*Exercise objective*
Below are some entries. Copy each line that holds the string "Presence".
═════ Data for this task
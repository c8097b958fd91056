//! The demo `chat` connection type.

use async_trait::async_trait;
use courier_core::{Envelope, EventName, Field, Payload, RawPayload, Shape, TargetClass};
use courier_routing::{EventHandler, HookError, HookResult, Outbox, Reply, RoutingMessage};
use courier_server::settings::ConsumerSettings;
use courier_server::{Consumer, Lifecycle, LifecycleContext};
use serde::{Deserialize, Serialize};
use serde_json::Value;
use tracing::info;

#[derive(Debug, Serialize, Deserialize)]
pub struct Message {
    pub text: String,
}

impl Payload for Message {
    const SHAPE: Shape = Shape::closed("Message", &[Field::required("text")]);
}

#[derive(Debug, Serialize, Deserialize)]
pub struct DirectRequest {
    pub text: String,
    /// Numeric id, or a string holding one.
    #[serde(default, skip_serializing_if = "Option::is_none")]
    pub to_user_id: Option<Value>,
    #[serde(default, skip_serializing_if = "Option::is_none")]
    pub to_username: Option<String>,
}

impl Payload for DirectRequest {
    const SHAPE: Shape = Shape::closed(
        "DirectRequest",
        &[
            Field::required("text"),
            Field::optional("to_user_id"),
            Field::optional("to_username"),
        ],
    );
}

#[derive(Debug, Serialize, Deserialize)]
pub struct DirectDelivery {
    pub text: String,
    /// Absent when the sender is anonymous.
    #[serde(default, skip_serializing_if = "Option::is_none")]
    pub from_user_id: Option<i64>,
}

impl Payload for DirectDelivery {
    const SHAPE: Shape = Shape::closed(
        "DirectDelivery",
        &[Field::required("text"), Field::optional("from_user_id")],
    );
}

/// Message to everyone in the room, sender included.
pub struct ChatSend;

#[async_trait]
impl EventHandler for ChatSend {
    const NAME: &'static str = "ChatSend";
    type Request = Message;
    type InitiatorReply = RawPayload;
    type TargetReply = Message;

    async fn target_catch(
        &self,
        msg: &RoutingMessage<Message>,
        _out: &dyn Outbox,
    ) -> HookResult<Message> {
        Ok(Some(Reply::Echo(Message {
            text: msg.payload.text.clone(),
        })))
    }
}

/// Echoed back to the sender only.
pub struct SelfOnly;

#[async_trait]
impl EventHandler for SelfOnly {
    const NAME: &'static str = "SelfOnly";
    const TARGET: TargetClass = TargetClass::ForInitiator;
    type Request = Message;
    type InitiatorReply = RawPayload;
    type TargetReply = Message;

    async fn target_catch(
        &self,
        msg: &RoutingMessage<Message>,
        _out: &dyn Outbox,
    ) -> HookResult<Message> {
        Ok(Some(Reply::Echo(Message {
            text: msg.payload.text.clone(),
        })))
    }
}

/// Message to one user, addressed by `to_user_id` or `to_username`.
pub struct DirectMessage;

#[async_trait]
impl EventHandler for DirectMessage {
    const NAME: &'static str = "DirectMessage";
    const TARGET: TargetClass = TargetClass::ForUser;
    type Request = DirectRequest;
    type InitiatorReply = RawPayload;
    type TargetReply = DirectDelivery;

    async fn before_catch(
        &self,
        msg: &RoutingMessage<DirectRequest>,
        _out: &dyn Outbox,
    ) -> Result<(), HookError> {
        msg.ensure_recipient_not_initiator()
    }

    async fn target_catch(
        &self,
        msg: &RoutingMessage<DirectRequest>,
        out: &dyn Outbox,
    ) -> HookResult<DirectDelivery> {
        let happy = Envelope::from_payload(
            EventName::from_declared(HappyReceiver::NAME),
            &Message {
                text: "You got a direct message".into(),
            },
        )
        .map_err(HookError::fault)?;
        out.broadcast(happy).await?;

        Ok(Some(Reply::Echo(DirectDelivery {
            text: msg.payload.text.clone(),
            from_user_id: msg.meta.initiator_user_id().map(|id| id.0),
        })))
    }
}

/// Hidden; broadcast by the recipient of a direct message and delivered
/// back to that connection only.
pub struct HappyReceiver;

#[async_trait]
impl EventHandler for HappyReceiver {
    const NAME: &'static str = "HappyReceiver";
    const TARGET: TargetClass = TargetClass::ForInitiator;
    const HIDDEN: bool = true;
    type Request = Message;
    type InitiatorReply = RawPayload;
    type TargetReply = Message;

    async fn target_catch(
        &self,
        msg: &RoutingMessage<Message>,
        _out: &dyn Outbox,
    ) -> HookResult<Message> {
        Ok(Some(Reply::Echo(Message {
            text: msg.payload.text.clone(),
        })))
    }
}

/// Logs joins and leaves.
pub struct Presence;

#[async_trait]
impl Lifecycle for Presence {
    async fn after_connect(&self, ctx: &LifecycleContext<'_>) -> Result<(), HookError> {
        info!(connection_id = %ctx.connection_id, user_id = ?ctx.user.user_id(), "joined chat");
        Ok(())
    }

    async fn before_disconnect(&self, ctx: &LifecycleContext<'_>) -> Result<(), HookError> {
        info!(connection_id = %ctx.connection_id, user_id = ?ctx.user.user_id(), "left chat");
        Ok(())
    }
}

pub fn consumer(settings: &ConsumerSettings) -> Consumer {
    Consumer::builder("chat")
        .event(ChatSend)
        .event(SelfOnly)
        .event(DirectMessage)
        .event(HappyReceiver)
        .lifecycle(Presence)
        .settings(settings)
        .build()
}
══════════
*Completed task*
pub struct Presence;
impl Lifecycle for Presence {
        .lifecycle(Presence)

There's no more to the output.